Slate is reporting today on a new study from Cornell University that links increased television watching with increased autism rates.  It’s nice to have some scientific backing for a philosophy Kate and I think is important just on the face of it.

Surprisingly, we have received a bit of push-back on our desire to not expose Ruby to any television until she’s a few years old — generally from people a generation older than us.  The most common argument in favor of early TV is that it gives the parent a much-needed break, or time away from the child to cook dinner or take care of other chores.  Trust me, I understand how powerful those arguments are.  But Kate and I feel that the short-term benefits are outweighed by the long-term negatives.

The single most important reason we don’t want Ruby to watch TV now is because we don’t want Ruby to want to watch TV later.  In a few months, when she becomes able to make requests (and then demands), I want her to be clamoring for a trip to the park, not for another Dora video.  One of the things she’s learning right now is what kinds of fun things we do.  We go to the park, we run around the lake, we play with toys, we sing and wrestle and play the piano.  We don’t watch TV.

That still doesn’t answer the question about why we think TV is bad, though.  Autism studies aside, I don’t like the passive nature of watching TV.  I’d prefer Ruby to be active — not just physically, but mentally.  Her downtime can be filled with quiet reflection, reading, daydreaming, and wild bouts of imagining.  The ability to enjoy quiet time without depending on outside stimulation is an important skill that (IMHO) is sorely lacking in modern society.  Her spiritual and mental development will be greatly enhanced by learning to contemplate.

Another reason to avoid TV is the mass-consumption mythologies it peddles.  Dora and Spongebob and the latest Disney animation are all for sale, and the people marketing to children are very good at what they do.  I don’t want Ruby to get hooked on other people’s stories.  And I don’t want Ruby to learn to view the world through a Disney lens.  When we go to the zoo, I hear kids calling the lions “Simba” and the giraffes “Geoffrey”.  At the aquarium, all the clown fish are “Nemos”.  Although it’s nice to give these kids a way to relate to the animals, I worry that it’s a dead-end road.  The natural world is much more complicated (and interesting) than a cartoon.  (For similar reasons, we’ve tried to avoid mass-market characters in our house — and, curiously, received similar pushback from the same people.)
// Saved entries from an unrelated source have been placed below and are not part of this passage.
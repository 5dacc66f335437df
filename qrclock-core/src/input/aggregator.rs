//! Per-poll input processing for the rotary encoder

use super::debounce::{DebounceFilter, Edge};
use super::events::PendingEvents;
use super::quadrature::{QuadratureDecoder, RotaryState};
use crate::config::ConfigError;

/// One raw sample of the three encoder pins
#[derive(Debug, Clone, Copy, PartialEq, Eq)]
#[cfg_attr(feature = "defmt", derive(defmt::Format))]
pub struct PinSample {
    /// Phase A level
    pub a: bool,
    /// Phase B level
    pub b: bool,
    /// Push switch level (low when pressed)
    pub push: bool,
}

impl PinSample {
    /// All pins pulled high: encoder at rest, switch released
    pub const IDLE: PinSample = PinSample {
        a: true,
        b: true,
        push: true,
    };
}

/// Debounces the encoder pins and latches rotate/press events
pub struct InputAggregator<'a> {
    a: DebounceFilter,
    b: DebounceFilter,
    push: DebounceFilter,
    decoder: QuadratureDecoder,
    events: &'a PendingEvents,
}

impl<'a> InputAggregator<'a> {
    /// Create an aggregator with the given debounce depth for all pins
    pub fn new(depth: u8, events: &'a PendingEvents) -> Result<Self, ConfigError> {
        Ok(Self {
            a: DebounceFilter::new(depth)?,
            b: DebounceFilter::new(depth)?,
            push: DebounceFilter::new(depth)?,
            decoder: QuadratureDecoder::new(),
            events,
        })
    }

    /// Process one sample of all three pins
    ///
    /// The decoder runs at most once per poll, and only when a phase pin
    /// changed its confirmed level.
    pub fn poll(&mut self, sample: PinSample) {
        let edge_a = self.a.update(sample.a);
        let edge_b = self.b.update(sample.b);
        let edge_push = self.push.update(sample.push);

        if edge_a.is_some() || edge_b.is_some() {
            let delta = self
                .decoder
                .decode(self.a.level().is_high(), self.b.level().is_high());
            self.events.latch_rotation(delta);
        }

        if edge_push == Some(Edge::Falling) {
            self.events.latch_press();
        }
    }

    pub fn events(&self) -> &'a PendingEvents {
        self.events
    }

    pub fn decoder_state(&self) -> RotaryState {
        self.decoder.state()
    }
}

#[cfg(test)]
mod tests {
    use super::*;

    const DEPTH: u8 = 4;

    fn hold(aggregator: &mut InputAggregator<'_>, sample: PinSample) {
        for _ in 0..DEPTH {
            aggregator.poll(sample);
        }
    }

    fn phases(a: bool, b: bool) -> PinSample {
        PinSample { a, b, push: true }
    }

    #[test]
    fn test_rejects_bad_depth() {
        let events = PendingEvents::new();
        assert!(InputAggregator::new(0, &events).is_err());
        assert!(InputAggregator::new(65, &events).is_err());
    }

    #[test]
    fn test_idle_produces_nothing() {
        let events = PendingEvents::new();
        let mut aggregator = InputAggregator::new(DEPTH, &events).unwrap();
        for _ in 0..100 {
            aggregator.poll(PinSample::IDLE);
        }
        assert_eq!(events.rotation(), 0);
        assert!(!events.pressed());
    }

    #[test]
    fn test_clockwise_detent_latches_one_step() {
        let events = PendingEvents::new();
        let mut aggregator = InputAggregator::new(DEPTH, &events).unwrap();
        hold(&mut aggregator, PinSample::IDLE);

        for (a, b) in [(false, true), (false, false), (true, false), (true, true)] {
            hold(&mut aggregator, phases(a, b));
        }

        assert_eq!(aggregator.decoder_state(), RotaryState::Start);
        assert_eq!(events.take_rotation(), -1);
        assert_eq!(events.take_rotation(), 0);
    }

    #[test]
    fn test_default_rate_catches_hand_turn() {
        let rotary = crate::config::RotaryConfig::default();
        // A brisk turn holds each phase state for about 10 ms
        let polls_per_state = 10_000 / rotary.poll_interval_us;

        let events = PendingEvents::new();
        let mut aggregator = InputAggregator::new(rotary.debounce_depth, &events).unwrap();
        for (a, b) in [(false, true), (false, false), (true, false), (true, true)] {
            for _ in 0..polls_per_state {
                aggregator.poll(phases(a, b));
            }
        }

        assert_eq!(events.take_rotation(), -1);
    }

    #[test]
    fn test_counter_clockwise_detent() {
        let events = PendingEvents::new();
        let mut aggregator = InputAggregator::new(DEPTH, &events).unwrap();
        hold(&mut aggregator, PinSample::IDLE);

        for (a, b) in [(true, false), (false, false), (false, true), (true, true)] {
            hold(&mut aggregator, phases(a, b));
        }

        assert_eq!(events.take_rotation(), 1);
    }

    #[test]
    fn test_rotation_overwritten_not_summed() {
        let events = PendingEvents::new();
        let mut aggregator = InputAggregator::new(DEPTH, &events).unwrap();
        hold(&mut aggregator, PinSample::IDLE);

        for (a, b) in [(false, true), (false, false), (true, false), (true, true)] {
            hold(&mut aggregator, phases(a, b));
        }
        for (a, b) in [(true, false), (false, false), (false, true), (true, true)] {
            hold(&mut aggregator, phases(a, b));
        }

        // Latest direction wins
        assert_eq!(events.take_rotation(), 1);
    }

    #[test]
    fn test_short_glitch_is_ignored() {
        let events = PendingEvents::new();
        let mut aggregator = InputAggregator::new(DEPTH, &events).unwrap();
        hold(&mut aggregator, PinSample::IDLE);

        aggregator.poll(phases(false, false));
        aggregator.poll(phases(false, false));
        hold(&mut aggregator, PinSample::IDLE);

        assert_eq!(aggregator.decoder_state(), RotaryState::Start);
        assert_eq!(events.rotation(), 0);
    }

    #[test]
    fn test_press_on_falling_edge_only() {
        let events = PendingEvents::new();
        let mut aggregator = InputAggregator::new(DEPTH, &events).unwrap();
        hold(&mut aggregator, PinSample::IDLE);

        let pressed = PinSample {
            push: false,
            ..PinSample::IDLE
        };
        aggregator.poll(pressed);
        aggregator.poll(pressed);
        aggregator.poll(pressed);
        assert!(!events.pressed());
        aggregator.poll(pressed);
        assert!(events.pressed());

        // Release does not set or clear the flag
        hold(&mut aggregator, PinSample::IDLE);
        assert!(events.take_press());
        assert!(!events.pressed());
    }

    #[test]
    fn test_press_held_until_consumed() {
        let events = PendingEvents::new();
        let mut aggregator = InputAggregator::new(DEPTH, &events).unwrap();
        let pressed = PinSample {
            push: false,
            ..PinSample::IDLE
        };
        hold(&mut aggregator, pressed);
        for _ in 0..50 {
            aggregator.poll(PinSample::IDLE);
        }
        assert!(events.pressed());
    }
}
There are so many stories that we can tell each other — about our pasts, our futures, our dreams, and our feelings — and I want those to be our family mythology.  When Ruby sees a clownfish, I want her to think about her Mama and Papa swimming in Mayalsia.  When she sees a pygmy marmoset, I want her to remember that she’s the Queen of the Tiny Monkeys.  These stories are important, they belong to us, and they are a part of us and our family.  Those family stories are something that television can never provide.